** What is needed **
Identify the line that contains "pub events: Box<dyn" in the material. Output it and every line after it, unchanged, through the end.
##############################
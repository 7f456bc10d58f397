//! Window lifecycle command module
//!
//! Creation, visibility and geometry of the widget and secondary windows.

use tauri::State;

use crate::core::control::ControlHandle;
use crate::shared::error::AppResult;
use crate::shared::types::{Bounds, ShellStatus, WindowKind, WindowStatus};

/// Create the widget window. Idempotent.
#[tauri::command]
pub async fn create_widget_window(control: State<'_, ControlHandle>) -> AppResult<WindowStatus> {
    control.create_widget_window().await
}

#[tauri::command]
pub async fn open_secondary(control: State<'_, ControlHandle>, route: String) -> AppResult<()> {
    control.open_secondary(route).await
}

#[tauri::command]
pub async fn navigate_secondary(control: State<'_, ControlHandle>, route: String) -> AppResult<()> {
    control.navigate_secondary(route).await
}

/// Hide (never destroy) the secondary window and collapse to the orb.
#[tauri::command]
pub async fn hide_secondary(control: State<'_, ControlHandle>) -> AppResult<()> {
    control.hide_secondary().await
}

/// Bounds are clamped to the screen; the applied bounds are returned.
#[tauri::command]
pub async fn set_bounds(control: State<'_, ControlHandle>, window: WindowKind, bounds: Bounds) -> AppResult<Bounds> {
    control.set_bounds(window, bounds).await
}

#[tauri::command]
pub async fn get_status(control: State<'_, ControlHandle>) -> AppResult<ShellStatus> {
    control.status().await
}
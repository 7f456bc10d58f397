//! In-memory collaborators for unit tests.

use async_trait::async_trait;
use std::collections::HashSet;
use std::sync::{Arc, Mutex};

use crate::core::coordinator::{WindowBackend, WindowSpec};
use crate::core::escape::{HotkeyBackend, Terminate};
use crate::core::menu_provider::MenuProvider;
use crate::core::persistence::{PersistedWindowState, WindowStateStore};
use crate::shared::emit::EventSink;
use crate::shared::error::{AppError, AppResult};
use crate::shared::events::AppEvent;
use crate::shared::types::{Bounds, MenuItem, Point, ScreenSize, WindowKind};

#[derive(Debug, Clone, PartialEq)]
pub enum BackendCall {
    Create(WindowKind),
    Show(WindowKind),
    Hide(WindowKind),
    Destroy(WindowKind),
    SetBounds(WindowKind, Bounds),
    AlwaysOnTop(WindowKind, bool),
    Navigate(WindowKind, String),
    PassThrough(WindowKind, bool),
}

#[derive(Default)]
struct BackendInner {
    calls: Vec<BackendCall>,
    failing: HashSet<WindowKind>,
}

/// Records every window operation; clones share the same log.
#[derive(Clone, Default)]
pub struct FakeBackend {
    inner: Arc<Mutex<BackendInner>>,
}

impl FakeBackend {
    pub fn new() -> Self {
        Self::default()
    }

    pub fn fail_creation(&self, kind: WindowKind) {
        self.inner.lock().unwrap().failing.insert(kind);
    }

    pub fn allow_creation(&self, kind: WindowKind) {
        self.inner.lock().unwrap().failing.remove(&kind);
    }

    pub fn calls(&self) -> Vec<BackendCall> {
        self.inner.lock().unwrap().calls.clone()
    }

    pub fn count(&self, pred: impl Fn(&BackendCall) -> bool) -> usize {
        self.inner.lock().unwrap().calls.iter().filter(|c| pred(c)).count()
    }

    /// Pass-through flags pushed to the OS for `kind`, in order.
    pub fn pass_through_history(&self, kind: WindowKind) -> Vec<bool> {
        self.inner
            .lock()
            .unwrap()
            .calls
            .iter()
            .filter_map(|c| match c {
                BackendCall::PassThrough(k, flag) if *k == kind => Some(*flag),
                _ => None,
            })
            .collect()
    }

    pub fn clear(&self) {
        self.inner.lock().unwrap().calls.clear();
    }

    fn record(&self, call: BackendCall) {
        self.inner.lock().unwrap().calls.push(call);
    }
}

impl WindowBackend for FakeBackend {
    fn screen_size(&self) -> ScreenSize {
        ScreenSize::new(1920.0, 1080.0)
    }

    fn create(&mut self, spec: &WindowSpec) -> AppResult<()> {
        if self.inner.lock().unwrap().failing.contains(&spec.kind) {
            return Err(AppError::Window("refused by OS".to_string()));
        }
        self.record(BackendCall::Create(spec.kind));
        Ok(())
    }

    fn show(&mut self, kind: WindowKind) -> AppResult<()> {
        self.record(BackendCall::Show(kind));
        Ok(())
    }

    fn hide(&mut self, kind: WindowKind) -> AppResult<()> {
        self.record(BackendCall::Hide(kind));
        Ok(())
    }

    fn destroy(&mut self, kind: WindowKind) -> AppResult<()> {
        self.record(BackendCall::Destroy(kind));
        Ok(())
    }

    fn set_bounds(&mut self, kind: WindowKind, bounds: Bounds) -> AppResult<()> {
        self.record(BackendCall::SetBounds(kind, bounds));
        Ok(())
    }

    fn set_always_on_top(&mut self, kind: WindowKind, on_top: bool) -> AppResult<()> {
        self.record(BackendCall::AlwaysOnTop(kind, on_top));
        Ok(())
    }

    fn navigate(&mut self, kind: WindowKind, route: &str) -> AppResult<()> {
        self.record(BackendCall::Navigate(kind, route.to_string()));
        Ok(())
    }

    fn set_pass_through(&mut self, kind: WindowKind, pass_through: bool) -> AppResult<()> {
        self.record(BackendCall::PassThrough(kind, pass_through));
        Ok(())
    }
}

#[derive(Clone, Default)]
pub struct RecordingEvents {
    events: Arc<Mutex<Vec<AppEvent>>>,
}

impl RecordingEvents {
    pub fn events(&self) -> Vec<AppEvent> {
        self.events.lock().unwrap().clone()
    }
}

impl EventSink for RecordingEvents {
    fn publish(&self, event: AppEvent) {
        self.events.lock().unwrap().push(event);
    }
}

#[derive(Clone, Default)]
pub struct MemoryStore {
    state: Arc<Mutex<PersistedWindowState>>,
    flushes: Arc<Mutex<usize>>,
}

impl MemoryStore {
    pub fn with_state(state: PersistedWindowState) -> Self {
        Self {
            state: Arc::new(Mutex::new(state)),
            flushes: Arc::default(),
        }
    }

    pub fn snapshot(&self) -> PersistedWindowState {
        *self.state.lock().unwrap()
    }

    pub fn flush_count(&self) -> usize {
        *self.flushes.lock().unwrap()
    }
}

impl WindowStateStore for MemoryStore {
    fn load(&self) -> PersistedWindowState {
        self.snapshot()
    }

    fn save_widget_position(&mut self, position: Point) -> AppResult<()> {
        self.state.lock().unwrap().widget_position = Some(position);
        Ok(())
    }

    fn save_secondary_bounds(&mut self, bounds: Bounds) -> AppResult<()> {
        self.state.lock().unwrap().secondary_bounds = Some(bounds);
        Ok(())
    }

    fn flush(&mut self) -> AppResult<()> {
        *self.flushes.lock().unwrap() += 1;
        Ok(())
    }
}

/// Menu provider that always fails, as an unreachable remote would.
pub struct FailingMenuProvider;

#[async_trait]
impl MenuProvider for FailingMenuProvider {
    async fn menu_items(&self, _role: &str) -> AppResult<Vec<MenuItem>> {
        Err(AppError::Unknown("menu service unavailable".to_string()))
    }
}

/// Hotkey backend keeping handlers so tests can fire them.
#[derive(Default)]
pub struct FakeHotkeys {
    pub handlers: Vec<(String, Terminate)>,
    pub rejected: Vec<String>,
}

impl FakeHotkeys {
    pub fn press(&self, accelerator: &str) -> bool {
        match self.handlers.iter().find(|(a, _)| a == accelerator) {
            Some((_, handler)) => {
                handler();
                true
            }
            None => false,
        }
    }
}

impl HotkeyBackend for FakeHotkeys {
    fn register(&mut self, accelerator: &str, on_press: Terminate) -> AppResult<()> {
        if self.rejected.iter().any(|a| a == accelerator) {
            return Err(AppError::Hotkey(format!("{} is taken", accelerator)));
        }
        self.handlers.push((accelerator.to_string(), on_press));
        Ok(())
    }
}
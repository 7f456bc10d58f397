//! Control loop
//!
//! A single task owns the window coordinator, the routing controller and the
//! UI owners. Commands, the hover probe and window events reach it through a
//! [`ControlHandle`], so every routing decision is made in one place, in
//! arrival order.

mod handle;

pub use handle::{channel, ControlHandle, ControlRequest};

use chrono::Utc;
use std::sync::Arc;

use crate::config::{get_window_config, WIDGET_MARGIN};
use crate::core::coordinator::{WindowBackend, WindowCoordinator};
use crate::core::geometry;
use crate::core::menu_provider::{MenuProvider, SettingsMenuProvider};
use crate::core::owners::{MenuOwner, OrbOwner, Release, ShellOwner, Transition};
use crate::core::persistence::WindowStateStore;
use crate::core::routing::{rule_for, InputRoutingController, Phase, RoutingIntent, RoutingSink};
use crate::shared::emit::EventSink;
use crate::shared::error::{AppError, AppResult};
use crate::shared::events::{AppEvent, ModeChange, SecondaryVisibility};
use crate::shared::settings::AppSettings;
use crate::shared::types::{
    AuthStatus, Bounds, CollapsedSubstate, ComponentId, MenuCloseReason, Point, PointerSample, RoutingMode,
    RoutingOutcome, ShellStatus, UiMode, WindowKind, WindowStatus,
};

/// Collaborators injected into the loop.
pub struct ControlDeps {
    pub backend: Box<dyn WindowBackend>,
    pub events: Box<dyn EventSink>,
    pub store: Box<dyn WindowStateStore>,
    pub menus: Arc<dyn MenuProvider>,
    pub settings: AppSettings,
}

pub struct ControlLoop {
    coordinator: WindowCoordinator,
    routing: InputRoutingController,
    shell: ShellOwner,
    orb: OrbOwner,
    menu: MenuOwner,
    menus: Arc<dyn MenuProvider>,
    role: String,
    events: Box<dyn EventSink>,
    store: Box<dyn WindowStateStore>,
    restored_position: Option<Point>,
    /// Orb rectangle on screen. The widget window is larger while the menu is open.
    orb_bounds: Bounds,
    last_phase: Option<Phase>,
}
##############################
** Reply **
    pub events: Box<dyn EventSink>,
    pub store: Box<dyn WindowStateStore>,
    pub menus: Arc<dyn MenuProvider>,
    pub settings: AppSettings,
}

pub struct ControlLoop {
    coordinator: WindowCoordinator,
    routing: InputRoutingController,
    shell: ShellOwner,
    orb: OrbOwner,
    menu: MenuOwner,
    menus: Arc<dyn MenuProvider>,
    role: String,
    events: Box<dyn EventSink>,
    store: Box<dyn WindowStateStore>,
    restored_position: Option<Point>,
    /// Orb rectangle on screen. The widget window is larger while the menu is open.
    orb_bounds: Bounds,
    last_phase: Option<Phase>,
}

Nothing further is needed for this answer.